This column is being reproduced with the permission of Steve Smith, The Whistling Gardener, and owner of Sunnyside Nursery in Marysville.
When it comes to plants that are sun tolerant, drought resistant, and pretty much maintenance free, nothing can compare to sedums. They are a group of plants that fit nicely into rockeries, spill over retaining walls, blended into sunny mixed borders, and are great just about anywhere you want a carefree plant.
They come in a wide range of colors from green to yellow to blue or red and have flowers that can vary from pure white to shades of pink or red and even yellow. Some are evergreen and change colors in the winter, while many others are deciduous and melt away in the winter only to return the following spring twice as large.
You can use the low-growing forms as ground covers or the medium to high varieties as summer bloomers in your perennial garden. There are even sedums that will grow in the shade. To put it succinctly, there is no garden that cannot accommodate a sedum.
One of the first sedums I came in contact with when I moved to the northwest way back in 1989 was a variety call “Autumn Joy.” This is a wonderful fall bloomer that reaches about 18 to 24 inches tall with pink flowers that will literally be covered with honeybees in late August and early September.
There are many variations of this specific variety, some with variegated foliage and more compact growth habits, but one of my favorites is “Thundercloud” with its deeply lobed foliage and starry light pink flowers in summer. It is sure to catch your eye in the garden center!
Another trooper is a low growing, evergreen variety called “Angelina,” which sports golden-yellow foliage all summer that turns a rich orange/copper color in the winter. It can look rangy in a four-inch pot in the garden center, but once planted it will fill in nicely. It also makes a nice spiller in a winter container.
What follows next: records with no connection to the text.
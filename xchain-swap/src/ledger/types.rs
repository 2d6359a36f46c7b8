use crate::attestation::crypto::{self, PartySignature, PublicKey, SecretKey};
use crate::attestation::types::BlockAttestation;
use crate::commitment::{CommitmentHash, CommitmentTerms};
use crate::data_structures::{LedgerIdentity, TxId, ValidatorIdentity};
use crate::ledger::LedgerError;
use crate::onchain::EvmReceipt;
use crate::trie::ReceiptProof;
use ethers::types::{Address, H256};
use serde::{Deserialize, Serialize};
use sha2::{Digest, Sha256};
use std::fmt;

/// Points at one output of a Ledger-A transaction.
#[derive(Clone, Copy, Debug, PartialEq, Eq, Hash, Serialize, Deserialize)]
pub struct StateRef {
    pub tx_id: TxId,
    pub index: usize,
}

impl fmt::Display for StateRef {
    fn fmt(&self, f: &mut fmt::Formatter<'_>) -> fmt::Result {
        write!(f, "{:?}#{}", self.tx_id, self.index)
    }
}

#[derive(Clone, Debug, PartialEq, Eq, Serialize, Deserialize)]
pub struct AssetState {
    pub issuer: LedgerIdentity,
    pub owner: LedgerIdentity,
    pub description: String,
    pub quantity: u64,
}

/// Lock conditions attached to an asset while a swap is pending.
#[derive(Clone, Debug, PartialEq, Eq, Serialize, Deserialize)]
pub struct LockState {
    pub sender: LedgerIdentity,
    pub recipient: LedgerIdentity,
    pub approved_validators: Vec<ValidatorIdentity>,
    pub minimum_validations: usize,
    pub notary: LedgerIdentity,
    pub terms: CommitmentTerms,
    pub commitment_hash: CommitmentHash,
    pub swap_vault: Address,
}

#[derive(Clone, Debug, PartialEq, Eq, Serialize, Deserialize)]
pub enum LedgerState {
    Asset(AssetState),
    Locked { asset: AssetState, lock: LockState },
}

impl LedgerState {
    pub fn asset(&self) -> &AssetState {
        match self {
            LedgerState::Asset(asset) | LedgerState::Locked { asset, .. } => asset,
        }
    }

    pub fn owner(&self) -> &LedgerIdentity {
        &self.asset().owner
    }
}

/// Proof that the Chain-B commitment was claimed or reverted.
#[derive(Clone, Debug, PartialEq, Eq, Serialize, Deserialize)]
pub struct UnlockEvidence {
    pub receipt: EvmReceipt,
    pub proof: ReceiptProof,
    pub receipts_root: H256,
    pub attestations: Vec<BlockAttestation>,
}

#[derive(Clone, Debug, PartialEq, Eq, Serialize, Deserialize)]
pub enum LedgerCommand {
    Issue,
    Lock,
    /// Hands the asset to the lock recipient after a Chain-B claim.
    Unlock(UnlockEvidence),
    /// Returns the asset to the lock sender after a Chain-B revert.
    Revert(UnlockEvidence),
}

#[derive(Clone, Debug, PartialEq, Eq, Serialize, Deserialize)]
pub struct TransactionSignature {
    pub signer: PublicKey,
    pub signature: PartySignature,
}

#[derive(Clone, Debug, PartialEq, Eq, Serialize, Deserialize)]
pub struct LedgerTransaction {
    pub id: TxId,
    pub inputs: Vec<StateRef>,
    pub outputs: Vec<LedgerState>,
    pub command: LedgerCommand,
    pub notary: LedgerIdentity,
    pub signatures: Vec<TransactionSignature>,
}

#[derive(Serialize)]
struct TransactionContent<'a> {
    inputs: &'a [StateRef],
    outputs: &'a [LedgerState],
    command: &'a LedgerCommand,
    notary: &'a LedgerIdentity,
}

impl LedgerTransaction {
    pub fn new(
        inputs: Vec<StateRef>,
        outputs: Vec<LedgerState>,
        command: LedgerCommand,
        notary: LedgerIdentity,
    ) -> Result<Self, LedgerError> {
        let id = Self::compute_id(&inputs, &outputs, &command, &notary)?;
        Ok(LedgerTransaction { id, inputs, outputs, command, notary, signatures: Vec::new() })
    }

    /// SHA-256 over the JSON encoding of everything except signatures.
    pub fn compute_id(
        inputs: &[StateRef],
        outputs: &[LedgerState],
        command: &LedgerCommand,
        notary: &LedgerIdentity,
    ) -> Result<TxId, LedgerError> {
        let content = TransactionContent { inputs, outputs, command, notary };
        let bytes = serde_json::to_vec(&content).map_err(|e| LedgerError::Serialization(e.to_string()))?;
        Ok(H256::from_slice(&Sha256::digest(&bytes)))
    }

    pub fn id_is_consistent(&self) -> bool {
        matches!(
            Self::compute_id(&self.inputs, &self.outputs, &self.command, &self.notary),
            Ok(id) if id == self.id
        )
    }

    pub fn sign(&mut self, key: &SecretKey) {
        let signer = key.verifying_key();
        self.signatures.retain(|s| s.signer != signer);
        self.signatures.push(TransactionSignature { signer, signature: crypto::sign(self.id.as_bytes(), key) });
    }

    pub fn signature_of(&self, key: &PublicKey) -> Option<PartySignature> {
        self.signatures
            .iter()
            .find(|s| &s.signer == key && crypto::verify(self.id.as_bytes(), &s.signature, key))
            .map(|s| s.signature)
    }

    pub fn is_signed_by(&self, key: &PublicKey) -> bool {
        self.signature_of(key).is_some()
    }

    pub fn out_ref(&self, index: usize) -> StateRef {
        StateRef { tx_id: self.id, index }
    }

    /// The first locked output, if any.
    pub fn lock_output(&self) -> Option<(StateRef, &AssetState, &LockState)> {
        self.outputs.iter().enumerate().find_map(|(index, state)| match state {
            LedgerState::Locked { asset, lock } => Some((self.out_ref(index), asset, lock)),
            LedgerState::Asset(_) => None,
        })
    }
}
We have an entire section in the nursery dedicated to sedums with way too many varieties to discuss in this short column, but I would be remiss not to mention the new introductions under the marketing moniker of “Sunsparklers.”
Here is a description for “Dazzleberry” from one of our suppliers, Monrovia Nursery: “This brilliant new sedum lives up to its name, blooming earlier than most, with huge, brilliant raspberry colored flower clusters that are up to nine-inches in diameter! Disease resistant foliage retains its fantastic smoky blue-grey color from spring through fall. Spreads to form colorful clumps. Evergreen in mild winter regions.”
“Plum Dazzled” is another introduction that begins in spring with plum-colored foliage that forms a colorful groundcover mound only 8" tall and 18" wide. Giant 6” to 8" raspberry-colored flowerheads appear in late summer and are visible from over 200 feet away!
And “Dream Dazzler” is yet another variation that carpets the garden with smoky purple leaves edged with blazing hot pink. In spring, colorful tri-colored leaves of pink, white and purple emerge. Its vibrant foliage forms a dense mat of intense color.
In addition to these “Sunsparkler” sedums, there is also a new introduction with a similar growth habit called “Atlantis.” This variety has striking variegated foliage of green and yellow that will stand out nicely in any garden.
Finally, after perusing our sedum department this week, I came across a variety called “Jose Aubergine” which really caught my eye. According to our supplier, Skagit Gardens, “Jose has masses of deep dusky pink flowers in umbrella-shaped heads atop rich, dark purple, fleshy stems and leaves. It is excellent for patio containers, beds, and borders.”
You simply can’t go wrong with sedums and I highly encourage you to incorporate some of the many varieties into your garden this spring season. You won’t be sorry you did.
Please stay safe and keep on gardening.